Judges Offer Insight to Intellectual Property Lawyers

I recently attended an intellectual property law event “Judge’s Night Panel,” co-sponsored by the Los Angeles Intellectual Property Law Association (LAIPLA) and The Judge Paul R. Michel Intellectual Property American Inn of Court. The event afforded the opportunity for intellectual property lawyers to hear perspectives from the other side of the bench.

The panel of judges included:

  • The Honorable Milan D. Smith, Jr., Court of Appeals for the Ninth Circuit
  • The Honorable Richard A. Paez, Court of Appeals for the Ninth Circuit
  • The Honorable S. James Otero, United States District Court for the Central District of California
  • The Honorable Andrew J. Guilford, United States District Court for the Central District of California


Is there any difference in how they evaluate an Intellectual Property case versus a non-IP case?

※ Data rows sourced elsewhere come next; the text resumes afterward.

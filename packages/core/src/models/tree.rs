//! In-Memory Page Tree
//!
//! The hierarchy lives in the database as flat parent-pointer rows; this
//! module rebuilds the nested shape on demand and models the nested input
//! accepted by reparent/reorder.
//!
//! # Architecture
//!
//! [`PageTree`] is an arena: a flat `id -> TreeNode` index plus a list of
//! root ids, with every parent holding the *ids* of its children. The flat
//! index and the child lists are views over the same arena slot, so no node
//! is ever duplicated. Assembly is a pure function over loaded rows, which
//! keeps it unit-testable without a database.

use serde::{Deserialize, Serialize};
use std::collections::HashMap;

use crate::models::page::ROOT_PARENT;

/// Minimal projection of a page row used for tree assembly.
///
/// Rows are expected in sibling order (the store sorts by the `order`
/// column); assembly preserves the input order in every child list.
#[derive(Debug, Clone, PartialEq, Eq, Serialize, Deserialize)]
#[serde(rename_all = "camelCase")]
pub struct TreeRow {
    pub id: i64,
    pub parent_id: i64,
    pub title: String,
}

/// One arena slot of an assembled [`PageTree`].
#[derive(Debug, Clone, PartialEq, Eq, Serialize)]
#[serde(rename_all = "camelCase")]
pub struct TreeNode {
    pub id: i64,
    pub parent_id: i64,
    pub title: String,
    /// Child ids in sibling order.
    pub children: Vec<i64>,
}

/// A forest of pages assembled from flat rows.
///
/// Built fresh per call and discarded after use; never cached across
/// requests.
#[derive(Debug, Clone, Default, Serialize)]
#[serde(rename_all = "camelCase")]
pub struct PageTree {
    nodes: HashMap<i64, TreeNode>,
    roots: Vec<i64>,
}

impl PageTree {
    /// Reconstruct the forest from flat rows.
    ///
    /// Two passes: index every row by id, then wire children in input
    /// order. A row whose `parent_id` is [`ROOT_PARENT`] becomes a root; a
    /// row whose parent was loaded is appended to that parent's child list;
    /// a row pointing at a non-existent parent stays in the arena but is
    /// reachable from neither (the documented orphan policy, not an error).
    pub fn assemble(rows: Vec<TreeRow>) -> Self {
        let load_order: Vec<i64> = rows.iter().map(|row| row.id).collect();

        let mut nodes = HashMap::with_capacity(rows.len());
        for row in rows {
            nodes.insert(
                row.id,
                TreeNode {
                    id: row.id,
                    parent_id: row.parent_id,
                    title: row.title,
                    children: Vec::new(),
                },
            );
        }

        let mut roots = Vec::new();
        for id in load_order {
            let parent_id = match nodes.get(&id) {
                Some(node) => node.parent_id,
                None => continue,
            };
            if parent_id == ROOT_PARENT {
                roots.push(id);
            } else if let Some(parent) = nodes.get_mut(&parent_id) {
                parent.children.push(id);
            }
        }

        Self { nodes, roots }
    }

    /// Top-level page ids in sibling order.
    pub fn roots(&self) -> &[i64] {
        &self.roots
    }

    /// Look up an arena slot by page id.
    pub fn node(&self, id: i64) -> Option<&TreeNode> {
        self.nodes.get(&id)
    }

    /// Child ids of a page in sibling order; empty for unknown ids and
    /// leaves alike.
    pub fn children(&self, id: i64) -> &[i64] {
        self.nodes
            .get(&id)
            .map(|node| node.children.as_slice())
            .unwrap_or(&[])
    }

    /// Number of loaded rows, including orphans not reachable from a root.
    pub fn len(&self) -> usize {
        self.nodes.len()
    }

    pub fn is_empty(&self) -> bool {
        self.nodes.is_empty()
    }

    /// Ids reachable from the roots, depth-first in sibling order.
    pub fn iter_depth_first(&self) -> Vec<i64> {
        let mut visited = Vec::with_capacity(self.nodes.len());
        let mut stack: Vec<i64> = self.roots.iter().rev().copied().collect();
        while let Some(id) = stack.pop() {
            visited.push(id);
            for child in self.children(id).iter().rev() {
                stack.push(*child);
            }
        }
        visited
    }
}

/// Nested subtree description accepted by reparent/reorder: a node id and
/// its children in the desired sibling order, each carrying the same shape.
#[derive(Debug, Clone, PartialEq, Eq, Serialize, Deserialize)]
#[serde(rename_all = "camelCase")]
pub struct MoveNode {
    pub id: i64,
    #[serde(default)]
    pub children: Vec<MoveNode>,
}

impl MoveNode {
    /// A leaf move entry with no nested children.
    pub fn leaf(id: i64) -> Self {
        Self {
            id,
            children: Vec::new(),
        }
    }

    /// Flatten the nested description into row placements.
    ///
    /// The node itself lands under the supplied target at the supplied
    /// order; every child recursively lands under its describing node at
    /// its list position.
    pub fn placements(&self, parent_id: i64, order: i64) -> Vec<Placement> {
        let mut out = Vec::new();
        self.collect_placements(parent_id, order, &mut out);
        out
    }

    fn collect_placements(&self, parent_id: i64, order: i64, out: &mut Vec<Placement>) {
        out.push(Placement {
            id: self.id,
            parent_id,
            order,
        });
        for (position, child) in self.children.iter().enumerate() {
            child.collect_placements(self.id, position as i64, out);
        }
    }
}

/// One `(id, parent_id, order)` row write produced by flattening a
/// [`MoveNode`].
#[derive(Debug, Clone, Copy, PartialEq, Eq, Serialize, Deserialize)]
#[serde(rename_all = "camelCase")]
pub struct Placement {
    pub id: i64,
    pub parent_id: i64,
    pub order: i64,
}

#[cfg(test)]
mod tests {
    use super::*;

    fn row(id: i64, parent_id: i64, title: &str) -> TreeRow {
        TreeRow {
            id,
            parent_id,
            title: title.to_string(),
        }
    }

    #[test]
    fn assemble_builds_forest_in_load_order() {
        let tree = PageTree::assemble(vec![
            row(1, ROOT_PARENT, "Home"),
            row(3, 1, "Second child"),
            row(2, 1, "First child"),
            row(4, ROOT_PARENT, "About"),
        ]);

        assert_eq!(tree.roots(), &[1, 4]);
        // Children keep row order, which is the sibling-order sort.
        assert_eq!(tree.children(1), &[3, 2]);
        assert_eq!(tree.children(4), &[] as &[i64]);
        assert_eq!(tree.node(3).unwrap().title, "Second child");
    }

    #[test]
    fn every_linked_row_appears_exactly_once() {
        let tree = PageTree::assemble(vec![
            row(1, ROOT_PARENT, "a"),
            row(2, 1, "b"),
            row(3, 1, "c"),
            row(4, 3, "d"),
        ]);

        let visited = tree.iter_depth_first();
        assert_eq!(visited, vec![1, 2, 3, 4]);

        let mut sorted = visited.clone();
        sorted.sort_unstable();
        sorted.dedup();
        assert_eq!(sorted.len(), visited.len());
    }

    #[test]
    fn dangling_parent_rows_are_dropped_from_traversal() {
        let tree = PageTree::assemble(vec![
            row(1, ROOT_PARENT, "root"),
            row(2, 99, "orphan"),
            row(3, 2, "child of orphan"),
        ]);

        assert_eq!(tree.roots(), &[1]);
        assert_eq!(tree.iter_depth_first(), vec![1]);
        // The orphan is still indexed, just unreachable.
        assert!(tree.node(2).is_some());
        assert_eq!(tree.children(2), &[3]);
    }

    #[test]
    fn empty_input_yields_empty_forest() {
        let tree = PageTree::assemble(Vec::new());
        assert!(tree.is_empty());
        assert!(tree.roots().is_empty());
    }

    #[test]
    fn placements_flatten_depth_first() {
        let moves = MoveNode {
            id: 10,
            children: vec![
                MoveNode {
                    id: 11,
                    children: vec![MoveNode::leaf(13)],
                },
                MoveNode::leaf(12),
            ],
        };

        let placements = moves.placements(ROOT_PARENT, 4);

        assert_eq!(
            placements,
            vec![
                Placement {
                    id: 10,
                    parent_id: ROOT_PARENT,
                    order: 4
                },
                Placement {
                    id: 11,
                    parent_id: 10,
                    order: 0
                },
                Placement {
                    id: 13,
                    parent_id: 11,
                    order: 0
                },
                Placement {
                    id: 12,
                    parent_id: 10,
                    order: 1
                },
            ]
        );
    }

    #[test]
    fn sibling_positions_become_orders() {
        let moves = MoveNode {
            id: 1,
            children: vec![MoveNode::leaf(5), MoveNode::leaf(6), MoveNode::leaf(7)],
        };

        let orders: Vec<i64> = moves
            .placements(ROOT_PARENT, 0)
            .iter()
            .skip(1)
            .map(|p| p.order)
            .collect();
        assert_eq!(orders, vec![0, 1, 2]);
    }
}
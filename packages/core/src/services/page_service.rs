//! Page Hierarchy Service
//!
//! `PageService` is the hierarchy mutator: it owns the transaction
//! boundaries and the tree invariants (single home page, derived `uri`,
//! cascading delete), orchestrating the page store, the path builder, the
//! tree assembler, and the descendant walker.
//!
//! # Invariants enforced here
//!
//! - at most one page carries `is_home` at any time
//! - `uri` is recomputed inside the same transaction as any write that can
//!   change `slug` or `parent_id`
//! - deleting a page removes its whole descendant closure plus every
//!   navigation link referencing it, atomically
//! - a reparent that would make a page its own ancestor is rejected before
//!   anything is written (the walkers assume acyclic data and would not
//!   terminate otherwise)
//!
//! Concurrency model: one transaction per mutation, no internal
//! parallelism, no coordination between writers racing on overlapping
//! subtrees beyond row-level isolation.

use crate::db::{InvalidationScope, PageEvent, PageStore, PageTransaction};
use crate::models::{MoveNode, NewPage, Page, PageFields, PageTree, PageUpdate, ROOT_PARENT};
use crate::services::error::PageServiceError;
use chrono::Utc;
use std::collections::HashSet;
use std::sync::Arc;
use tokio::sync::broadcast;

/// Broadcast capacity for domain events; slow subscribers start lagging
/// past this many undelivered events.
const PAGE_EVENT_CHANNEL_CAPACITY: usize = 128;

/// Hierarchy mutator and query facade over the flat page table.
///
/// # Examples
///
/// ```no_run
/// use pagetree_core::db::{DatabaseService, SqliteStore};
/// use pagetree_core::models::NewPage;
/// use pagetree_core::services::PageService;
/// use std::path::PathBuf;
/// use std::sync::Arc;
///
/// #[tokio::main]
/// async fn main() -> Result<(), Box<dyn std::error::Error>> {
///     let db = Arc::new(DatabaseService::new(PathBuf::from("./data/pages.db")).await?);
///     let service = PageService::new(Arc::new(SqliteStore::new(db)));
///
///     let id = service.create(NewPage::new("about", "About")).await?;
///     let page = service.get_by_uri("/about/").await?.expect("just created");
///     assert_eq!(page.id, id);
///     Ok(())
/// }
/// ```
pub struct PageService {
    /// Persistence backend for all row operations
    store: Arc<dyn PageStore>,

    /// Broadcast channel for domain events (cache invalidation included)
    event_tx: broadcast::Sender<PageEvent>,
}

impl Clone for PageService {
    fn clone(&self) -> Self {
        Self {
            store: self.store.clone(),
            event_tx: self.event_tx.clone(),
        }
    }
}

  • Judge Paez believes that in the Ninth Circuit there is no difference.
  • Judge Otero said that in the District Court there is a difference because litigants are willing to spend money which requires early intervention and management by the court. They first look at whether the case has federal jurisdiction. Also, some districts have their own local patent rules and some judges have their own standing rules.
  • Judge Guilford of the District Court also says there is a difference. Patent cases present highly technical issues and that there are special things to consider in interpreting a patent case. Patent cases have a greater focus on expert testimony; at times, he thinks there may be too much emphasis on experts.

Why do you always see the same judges on en banc panels? This question was directed to the Ninth Circuit Court judges:

  • The same 11 judges are considered for the panel each time. It is an arcane system — like a roulette wheel. Someone throws a spindle and someone cranks the bin. One judge who does the selecting and one judge acts as witness. The chief judge always sits on the en banc panel, but besides that, it’s random. Several judges have been on five panels in a year, and then haven’t been selected for a while.
  • The en banc panels are heard every quarter — March, June, September and December. The panel doesn’t discuss the case until after they have heard it.

It seems that a lot of IP decisions are panel-driven. What is the impact of this? This question was directed to those on the Ninth Circuit.

  • Judge Smith said that attorneys shouldn’t be concerned about a panel-driven opinion.
  • Judge Paez says you should be more concerned about how the panels are constituted. Every time he is with a panel, it is a different make-up.
  • Judge Smith minimized this saying in an environmental or in some criminal cases, the panel make-up might make a difference, but in an IP case, he doesn’t think it does.
  • Panels are set one year in advance. The cases are distributed randomly to those panels six weeks before the panel is set to begin. Judge Smith said that just because he is in Southern California doesn’t mean he will set be on a panel in this area. The cases are bundled by area, so he could be assigned to Seattle or Alaska.

Should there be specific local rules for patent cases?

  • Judge Otero said only 4 of 13 Districts have local patent rules. He is in favor of any rules that help him better manage patent litigation.
  • Judge Guilford said that local patent rules would create greater uniformity and predictability. He has his own set of rules he applies. Procedural rules wouldn’t affect the outcome of the cases.

There is a perception that some of the districts’ rules influence the outcome. For instance, in the Northern District of California, there is a perception that the rules favor the alleged patent infringer.

  • Judge Otero is concerned that parties are going to go to the District that seem to favor a case.
  • Judge Guilford says that one size does not fit all; in some patent cases, the burden of local rules might make it more inefficient.

They also touched on the patent pilot program. There are now five judges, and the cases are randomly assigned. If a judge receives a case that is not on the patent panel, he has 30 days to decide if he wants to refer it to a judge who is part of the patent pilot program.